By: Brian Gunn
Duke Nukem 3D: 20th Anniversary World Tour is the latest repackaging of the most highly regarded entry in the Duke Nukem franchise. The game has been released in many different versions, including as recently as 2013 in the Megaton Edition. Is this newest release worth a look, or it as dated as its lead character?
It should come to no surprise that an adaptation of a well-regarded classic does not falter in the control scheme. Things are simple; you largely just point and shoot, though you can also use a boot to the face if the mood strikes you. Gamepad controls feel a little slow, as the enemy placement and level design is clearly designed around mouse aim, but it’s still enjoyable enough.
There’s also no surprise that the visuals of Duke Nukem 3D have not necessarily stood the test of time. Released in 1996, the chunky pixilated art has a certain charm, but it won’t bring anyone new to the table that refuses to play older shooters because of their appearance.
There’s a new rendering method that makes 3D objects actually appear 3D rather than 2D, and a few modern tweaks like dynamic lighting round things out. For purists though, it has an option to toggle between the new and old modes.
Corny one-liners and hard rock associated with the series remain intact and evoke some of the more stereotypical images of gaming in the ’90s. The main theme is still incredibly catchy, and Duke‘s voice actor John St. John is back to record some new hammy takes.
Duke Nukem 3D cast players in the titular role, who is like every ’80s action star amped up on steroids. There’s not much story other than aliens are attacking and Duke doesn’t much like that. And that’s fine for a game like this that’s more concerned with action and silly jokes than telling a story.
The 20th Anniversary World Tour‘s actual content is somewhat of a mixed bag. It includes the main game, as well as a brand new set of levels designed by the game’s original staff, with new voice acting. However these levels typically aren’t nearly as good as the rest of the game, and feel a bit like a pale imitation when compared to the Megaton Edition, which had a bunch of extras like the many expansions that had been developed for the game.
This version was not available on PS4 or Xbox One, so there is still some value in this new package, but it’s a little disappointing to see so much content missing.
Still, it’s hard to argue against owning at least one of the modern updates of the game. The action is still fast and furious, and there’s clever level design. I loved using a security camera to spot an ambush waiting for me, for instance.

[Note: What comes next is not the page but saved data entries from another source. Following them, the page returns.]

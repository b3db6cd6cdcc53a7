//! Ingestion of indentation-based textual call hierarchies.
//!
//! Each non-blank line holds one method label. A line indented one level
//! deeper than the line above it is a caller of that line; lines at column
//! zero are entry methods. Cycles appear as marker lines of the form
//! `[... Recursive call to <label> ...]`.
//!
//! ```text
//! Foo.bar()  (com.example)
//!     Baz.qux()  (com.example)
//!         Main.main(String[])  (com.example)
//!     [... Recursive call to Foo.bar()  (com.example) ...]
//! ```

use tracing::debug;

use crate::edge::CallEdge;
use crate::explorer::CyclePolicy;
use crate::graph::{CallGraph, GraphAssembler, finalize};
use crate::identity::NodeRegistry;
use crate::node::NodeId;
use crate::signature::MethodSignature;

const TEXT_TARGET: &str = "callchain_graph::text";
const RECURSIVE_PREFIX: &str = "[... Recursive call to ";
const RECURSIVE_SUFFIX: &str = " ...]";

/// Default number of spaces per indentation level.
pub const DEFAULT_INDENT_WIDTH: usize = 4;

/// Builds a [`CallGraph`] from an indented call hierarchy.
#[derive(Debug, Clone)]
pub struct TextHierarchyBuilder {
    indent_width: usize,
    cycle_policy: CyclePolicy,
    color_seed: Option<u64>,
}

impl Default for TextHierarchyBuilder {
    fn default() -> Self {
        Self::new(DEFAULT_INDENT_WIDTH)
    }
}

impl TextHierarchyBuilder {
    /// Creates a builder using `indent_width` spaces per level.
    ///
    /// A width of zero is treated as one.
    #[must_use]
    pub fn new(indent_width: usize) -> Self {
        Self {
            indent_width: indent_width.max(1),
            cycle_policy: CyclePolicy::default(),
            color_seed: None,
        }
    }

    /// Sets how recursive marker lines are recorded.
    #[must_use]
    pub const fn with_cycle_policy(mut self, cycle_policy: CyclePolicy) -> Self {
        self.cycle_policy = cycle_policy;
        self
    }

    /// Fixes the colour seed for reproducible output.
    #[must_use]
    pub const fn with_color_seed(mut self, seed: u64) -> Self {
        self.color_seed = Some(seed);
        self
    }

    /// Parses `text` and finalises the resulting graph.
    #[must_use]
    pub fn build(&self, text: &str, prune_uncalled_entries: bool) -> CallGraph {
        let mut registry = self
            .color_seed
            .map_or_else(NodeRegistry::new, NodeRegistry::seeded);
        let mut assembler = GraphAssembler::new();
        // Node of the most recent line at each depth.
        let mut ancestors: Vec<NodeId> = Vec::new();

        for (number, raw) in text.lines().enumerate() {
            let content = raw.trim();
            if content.is_empty() {
                continue;
            }

            let indent = raw.len() - raw.trim_start_matches(' ').len();
            let depth = indent
                .checked_div(self.indent_width)
                .unwrap_or_default()
                .min(ancestors.len());
            ancestors.truncate(depth);
            let parent = ancestors.last().cloned();

            if let Some(label) = recursive_target(content) {
                debug!(
                    target: TEXT_TARGET,
                    line = number + 1,
                    label,
                    "recursive call marker"
                );
                if let (Some(callee), CyclePolicy::Mark) = (&parent, self.cycle_policy) {
                    let source = registry
                        .get_or_create(&MethodSignature::new(label), false)
                        .id()
                        .clone();
                    assembler.add_edge(CallEdge::recursive(source, callee.clone()));
                }
                continue;
            }

            let is_entry = depth == 0;
            let id = registry
                .get_or_create(&MethodSignature::new(content), is_entry)
                .id()
                .clone();
            if let Some(callee) = parent {
                assembler.add_edge(CallEdge::new(id.clone(), callee));
            }
            ancestors.push(id);
        }

        finalize(
            registry.into_nodes(),
            assembler.into_edges(),
            prune_uncalled_entries,
        )
    }
}

fn recursive_target(content: &str) -> Option<&str> {
    content
        .strip_prefix(RECURSIVE_PREFIX)?
        .strip_suffix(RECURSIVE_SUFFIX)
        .map(str::trim)
}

Duke’s signature humor is going to vary by player. I found him to be kind of a corny relic of his time, but others will love the irreverent tone. Movie lovers in particular can find value here, as it includes many pop culture references, with even some levels seemingly inspired by movies.
Duke Nukem 3D is smartly paced, frequently giving players a new weapon just as things tend to feel tedious. There’s also a rewind feature present that lets players simply go back in time to before they kicked that barrel of explosives rather than needing to reload upon a life lost, for those that find old school difficulty off-putting. Things do drag a bit when it comes to level design as you have to deal with locating the classic colored keys to progress.
Duke Nukem 3D: 20th Anniversary World Tour is a solid throwback for fans of ’90s shooters. It’s not without its warts, including dated design and questionable value compared to previous versions, especially for PC gamers. For those on console though, it’s well worth adding Duke to your collection.